What is required: Find each line below containing the word "RefCell" and copy it.

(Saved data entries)
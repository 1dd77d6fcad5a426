//! Analysis engine: derives a version for a commit from the repository graph

pub mod assembler;
pub mod calculator;
pub mod context;
pub mod height;
pub mod increment;
pub mod inheritance;
pub mod selector;
pub mod strategies;

pub use calculator::{Calculation, VersionCalculator};
pub use context::CalculationContext;
pub use height::CommitGraph;
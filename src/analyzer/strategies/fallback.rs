use crate::analyzer::context::CalculationContext;
use crate::analyzer::strategies::{BaseVersionCandidate, VersionStrategy};
use crate::config::VersionStrategyKind;
use crate::domain::SemanticVersion;
use crate::error::Result;
use crate::git::Repository;

/// 0.0.0 from the start of history, when no version tag is reachable
pub struct FallbackStrategy;

impl<R: Repository> VersionStrategy<R> for FallbackStrategy {
    fn kind(&self) -> VersionStrategyKind {
        VersionStrategyKind::Fallback
    }

    fn candidates(&self, ctx: &CalculationContext<'_, R>) -> Result<Vec<BaseVersionCandidate>> {
        if !ctx.reachable_tags(ctx.target)?.is_empty() {
            return Ok(Vec::new());
        }

        Ok(vec![BaseVersionCandidate::new(
            VersionStrategyKind::Fallback,
            SemanticVersion::new(0, 0, 0),
            None,
            "fallback base version",
        )])
    }
}
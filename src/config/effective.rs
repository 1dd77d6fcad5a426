use crate::config::compiled::{placeholder_pattern, GroupConfig};
use crate::config::{
    CommitMessageIncrementMode, Configuration, DeploymentMode, IncrementStrategy,
    VersionStrategyKind,
};
use crate::domain::branch::{escape_branch_name, normalize_branch_name};
use crate::domain::{BranchGroup, SemanticVersion, SemanticVersionFormat};
use regex::Captures;
use std::cell::RefCell;
use std::collections::HashMap;
use std::rc::Rc;

/// Settings resolved for one branch.
///
/// `increment` may still be `Inherit`; the analyzer resolves it against the
/// branch's ancestry.
#[derive(Debug, Clone, PartialEq)]
pub struct EffectiveConfiguration {
    /// Normalized branch name
    pub branch_name: String,
    pub group: BranchGroup,
    pub increment: IncrementStrategy,
    /// Rendered label; None when no layer sets one
    pub label: Option<String>,
    pub deployment_mode: DeploymentMode,
    pub track_merge_target: bool,
    pub tracks_release_branches: bool,
    pub is_main_branch: bool,
    pub is_release_branch: bool,
    pub prevent_increment_when_current_commit_tagged: bool,
    pub prevent_increment_of_merged_branch: bool,
    pub commit_message_incrementing: CommitMessageIncrementMode,
    pub strategies: Vec<VersionStrategyKind>,
    pub next_version: Option<SemanticVersion>,
    pub format: SemanticVersionFormat,
    /// Number captured by a pull request branch pattern
    pub pull_request_number: Option<u64>,
}

impl EffectiveConfiguration {
    /// The label, empty when absent
    pub fn label(&self) -> &str {
        self.label.as_deref().unwrap_or("")
    }

    pub fn is_pull_request(&self) -> bool {
        self.group == BranchGroup::PullRequest
    }
}

/// Substitute `{BranchName}` and named captures into a label template
fn render_label(template: &str, branch_name: &str, captures: Option<&Captures<'_>>) -> String {
    let Some(placeholders) = placeholder_pattern() else {
        return template.to_string();
    };

    placeholders
        .replace_all(template, |found: &Captures<'_>| {
            let name = found.get(1).map_or("", |m| m.as_str());
            let value = captures.and_then(|c| c.name(name)).map(|m| m.as_str());
            match (name, value) {
                (_, Some(value)) => escape_branch_name(value),
                ("BranchName", None) => escape_branch_name(branch_name),
                _ => String::new(),
            }
        })
        .into_owned()
}

/// Produces and caches effective configurations per branch name
pub struct ConfigurationResolver<'c> {
    config: &'c Configuration,
    cache: RefCell<HashMap<String, Rc<EffectiveConfiguration>>>,
}

impl<'c> ConfigurationResolver<'c> {
    pub fn new(config: &'c Configuration) -> Self {
        ConfigurationResolver {
            config,
            cache: RefCell::new(HashMap::new()),
        }
    }

    /// Effective configuration of a branch, computed once per name
    pub fn resolve(&self, branch_name: &str) -> Rc<EffectiveConfiguration> {
        let name = normalize_branch_name(branch_name);
        if let Some(cached) = self.cache.borrow().get(name) {
            return Rc::clone(cached);
        }

        let group = self.config.classify(name);
        let effective = Rc::new(self.build(name, group));
        self.cache
            .borrow_mut()
            .insert(name.to_string(), Rc::clone(&effective));
        effective
    }

    fn build(&self, name: &str, group: &GroupConfig) -> EffectiveConfiguration {
        let settings = match self.config.overrides.get(name) {
            Some(over) => group.settings.overlay(over),
            None => group.settings.clone(),
        };
        let captures = group.pattern.as_ref().and_then(|p| p.captures(name));

        let label = settings
            .label
            .as_deref()
            .map(|template| render_label(template, name, captures.as_ref()));
        let pull_request_number = captures
            .as_ref()
            .and_then(|c| c.name("Number"))
            .and_then(|m| m.as_str().parse().ok());

        EffectiveConfiguration {
            branch_name: name.to_string(),
            group: group.group,
            increment: settings.increment.unwrap_or(IncrementStrategy::Inherit),
            label,
            deployment_mode: settings.mode.unwrap_or(DeploymentMode::ContinuousDelivery),
            track_merge_target: settings.track_merge_target.unwrap_or(false),
            tracks_release_branches: settings.tracks_release_branches.unwrap_or(false),
            is_main_branch: settings.is_main_branch.unwrap_or(false),
            is_release_branch: settings.is_release_branch.unwrap_or(false),
            prevent_increment_when_current_commit_tagged: settings
                .prevent_increment_when_current_commit_tagged
                .unwrap_or(true),
            prevent_increment_of_merged_branch: settings
                .prevent_increment_of_merged_branch
                .unwrap_or(false),
            commit_message_incrementing: settings
                .commit_message_incrementing
                .unwrap_or(CommitMessageIncrementMode::Enabled),
            strategies: self.config.strategies.clone(),
            next_version: self.config.next_version.clone(),
            format: self.config.format,
            pull_request_number,
        }
    }
}
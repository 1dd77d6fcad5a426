use crate::analyzer::context::CalculationContext;
use crate::analyzer::inheritance::parent_candidates;
use crate::analyzer::strategies::{BaseVersionCandidate, VersionStrategy};
use crate::config::VersionStrategyKind;
use crate::domain::branch::version_in_branch_name;
use crate::error::Result;
use crate::git::Repository;

/// Version embedded in a release or hotfix branch name, counted from the branch point
pub struct VersionInBranchNameStrategy;

impl<R: Repository> VersionStrategy<R> for VersionInBranchNameStrategy {
    fn kind(&self) -> VersionStrategyKind {
        VersionStrategyKind::VersionInBranchName
    }

    fn candidates(&self, ctx: &CalculationContext<'_, R>) -> Result<Vec<BaseVersionCandidate>> {
        if !ctx.branch.is_release_branch {
            return Ok(Vec::new());
        }
        let name = &ctx.branch.branch_name;
        let Some(version) = version_in_branch_name(name, &ctx.config.tag_prefix, ctx.config.format)
        else {
            return Ok(Vec::new());
        };

        let branch_point = parent_candidates(ctx, name, ctx.target)?
            .first()
            .map(|parent| parent.merge_base);

        Ok(vec![BaseVersionCandidate::new(
            VersionStrategyKind::VersionInBranchName,
            version,
            branch_point,
            format!("version in branch name '{}'", name),
        )
        .without_increment()])
    }
}

#[cfg(test)]
mod tests {
    use super::*;
    use crate::config::{Config, Configuration};
    use crate::domain::SemanticVersion;
    use crate::git::MockRepository;

    #[test]
    fn test_release_branch_version_from_branch_point() {
        let mut repo = MockRepository::new();
        repo.commit("a");
        repo.branch("develop");
        let fork = repo.commit("d");
        repo.branch("release/1.3.0");
        let tip = repo.commit("r");
        let config = Configuration::build(&Config::default()).unwrap();
        let ctx = CalculationContext::new(&repo, &config, tip, "release/1.3.0").unwrap();

        let candidates = VersionInBranchNameStrategy.candidates(&ctx).unwrap();
        assert_eq!(candidates.len(), 1);
        assert_eq!(candidates[0].version, SemanticVersion::new(1, 3, 0));
        assert_eq!(candidates[0].source, Some(fork));
        assert!(!candidates[0].should_increment);
    }

    #[test]
    fn test_non_release_branch_has_no_candidate() {
        let mut repo = MockRepository::new();
        repo.commit("a");
        repo.branch("feature/1.3.0");
        let tip = repo.commit("f");
        let config = Configuration::build(&Config::default()).unwrap();
        let ctx = CalculationContext::new(&repo, &config, tip, "feature/1.3.0").unwrap();

        assert!(VersionInBranchNameStrategy.candidates(&ctx).unwrap().is_empty());
    }
}
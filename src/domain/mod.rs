//! Domain logic - pure business rules independent of git operations

pub mod branch;
pub mod commit;
pub mod merge;
pub mod prerelease;
pub mod tag;
pub mod version;

pub use branch::{Branch, BranchGroup};
pub use commit::{BumpMarkers, Commit, ConventionalCommit};
pub use merge::MergeMessage;
pub use prerelease::PreReleaseTag;
pub use tag::{Tag, TagPrefix};
pub use version::{BuildMetaData, SemanticVersion, SemanticVersionFormat, VersionField};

Problem solution:
use std::cell::RefCell;
    cache: RefCell<HashMap<String, Rc<EffectiveConfiguration>>>,
            cache: RefCell::new(HashMap::new()),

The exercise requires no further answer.